ASSIGNMENT
In the entries below, spot each line with the word "ModuleReference" and copy it.

ENTRIES PROVIDED
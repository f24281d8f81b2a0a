//! Collaborator traits the resolver drives
//!
//! Implementations are called from blocking worker threads, so they are
//! plain synchronous traits and must be `Send + Sync`.

use std::path::Path;
use std::sync::Arc;

use boot_git::RepoIdentity;
use boot_meta::ModuleManifest;

use crate::error::InstallError;
use crate::{ModuleReference, Result};

/// Yields a module's parsed manifest.
pub trait ManifestSource: Send + Sync {
    /// `Ok(None)` when the module has no manifest.
    fn get_manifest(&self, reference: &ModuleReference) -> Result<Option<ModuleManifest>>;
}

/// Places a module's content on disk.
pub trait FetchExecutor: Send + Sync {
    /// Owner/name identity used for naming and canonical URL synthesis.
    fn identity(&self, reference: &ModuleReference) -> Result<RepoIdentity>;

    /// Write the module's content into `destination`, which exists and is
    /// empty.
    fn materialize(&self, reference: &ModuleReference, destination: &Path) -> Result<()>;
}

/// Best-effort local installation of a freshly fetched module.
pub trait Installer: Send + Sync {
    fn install(&self, destination: &Path) -> std::result::Result<(), InstallError>;
}

/// Reads single files from a remote repository.
pub trait FileSource: Send + Sync {
    /// `Ok(None)` when the file does not exist.
    fn read_file(&self, repo_url: &str, path: &str) -> Result<Option<String>>;
}

/// Installer that does nothing.
#[derive(Debug, Clone, Copy, Default)]
pub struct NoopInstaller;

impl Installer for NoopInstaller {
    fn install(&self, _destination: &Path) -> std::result::Result<(), InstallError> {
        Ok(())
    }
}

/// The collaborators one resolution run uses.
#[derive(Clone)]
pub struct ModuleSources {
    pub manifests: Arc<dyn ManifestSource>,
    pub fetcher: Arc<dyn FetchExecutor>,
    pub installer: Arc<dyn Installer>,
}

impl ModuleSources {
    pub fn new(
        manifests: Arc<dyn ManifestSource>,
        fetcher: Arc<dyn FetchExecutor>,
        installer: Arc<dyn Installer>,
    ) -> Self {
        Self {
            manifests,
            fetcher,
            installer,
        }
    }

    /// One value serving as both manifest source and fetch executor.
    pub fn from_source<S>(source: Arc<S>, installer: Arc<dyn Installer>) -> Self
    where
        S: ManifestSource + FetchExecutor + 'static,
    {
        Self {
            manifests: source.clone(),
            fetcher: source,
            installer,
        }
    }
}

impl std::fmt::Debug for ModuleSources {
    fn fmt(&self, f: &mut std::fmt::Formatter<'_>) -> std::fmt::Result {
        f.debug_struct("ModuleSources").finish_non_exhaustive()
    }
}
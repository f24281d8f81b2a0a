//! Resolver properties over random module graphs

mod common;

use std::collections::{BTreeSet, HashSet, VecDeque};

use common::{FakeSource, Harness};
use proptest::prelude::*;

fn reference(node: usize) -> String {
    format!("org/m{node}")
}

/// Nodes reachable from `seeds` when only modules with a manifest
/// contribute requirements.
fn reachable(edges: &[Vec<usize>], missing: &HashSet<usize>, seeds: &[usize]) -> BTreeSet<usize> {
    let mut seen = BTreeSet::new();
    let mut queue: VecDeque<usize> = seeds.iter().copied().collect();
    while let Some(node) = queue.pop_front() {
        if !seen.insert(node) || missing.contains(&node) {
            continue;
        }
        queue.extend(edges[node].iter().copied());
    }
    seen
}

fn graph() -> impl Strategy<Value = (Vec<Vec<usize>>, HashSet<usize>, Vec<usize>, usize)> {
    (1usize..9).prop_flat_map(|n| {
        (
            prop::collection::vec(prop::collection::vec(0..n, 0..4), n),
            prop::collection::hash_set(0..n, 0..2),
            prop::collection::vec(0..n, 1..4),
            1usize..5,
        )
    })
}

proptest! {
    #![proptest_config(ProptestConfig::with_cases(48))]

    #[test]
    fn test_resolves_reachable_graph_once(
        (edges, missing, seeds, workers) in graph()
    ) {
        let mut source = FakeSource::new();
        for (node, requirements) in edges.iter().enumerate() {
            if missing.contains(&node) {
                source = source.without_manifest(&reference(node));
            } else {
                let requirements: Vec<String> = requirements.iter().map(|&r| reference(r)).collect();
                let requirements: Vec<&str> = requirements.iter().map(String::as_str).collect();
                source = source.module(&reference(node), "tool", &requirements);
            }
        }
        let harness = Harness::new(source);
        let seed_refs: Vec<String> = seeds.iter().map(|&s| reference(s)).collect();

        let runtime = tokio::runtime::Builder::new_current_thread()
            .enable_all()
            .build()
            .unwrap();
        let resolution = runtime.block_on(harness.resolver(workers).resolve(&seed_refs));

        let expected = reachable(&edges, &missing, &seeds);

        // Every reachable module is dispatched exactly once, nothing else is.
        let dispatched = harness.source.dispatched();
        let unique: BTreeSet<String> = dispatched.iter().cloned().collect();
        prop_assert_eq!(unique.len(), dispatched.len());
        let expected_refs: BTreeSet<String> = expected.iter().map(|&n| reference(n)).collect();
        prop_assert_eq!(unique, expected_refs);

        // Reachable modules with a manifest are installed; the rest failed.
        let installed: BTreeSet<String> =
            resolution.installed.iter().map(|r| r.canonical_url.clone()).collect();
        prop_assert_eq!(installed.len(), resolution.installed.len());
        let expected_installed = expected.iter().filter(|&&n| !missing.contains(&n)).count();
        prop_assert_eq!(installed.len(), expected_installed);
        prop_assert_eq!(resolution.failures.len(), expected.len() - expected_installed);

        for result in &resolution.installed {
            prop_assert!(resolution.cloned.contains(&result.canonical_url));
        }
        // Failed references count as processed too.
        for dispatched in harness.source.dispatched() {
            prop_assert!(resolution.cloned.contains(&dispatched));
        }
        prop_assert!(harness.source.peak_concurrency() <= workers);
    }
}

ANSWER TO THE EXERCISE
use crate::{ModuleReference, Result};
    fn get_manifest(&self, reference: &ModuleReference) -> Result<Option<ModuleManifest>>;
    fn identity(&self, reference: &ModuleReference) -> Result<RepoIdentity>;
    fn materialize(&self, reference: &ModuleReference, destination: &Path) -> Result<()>;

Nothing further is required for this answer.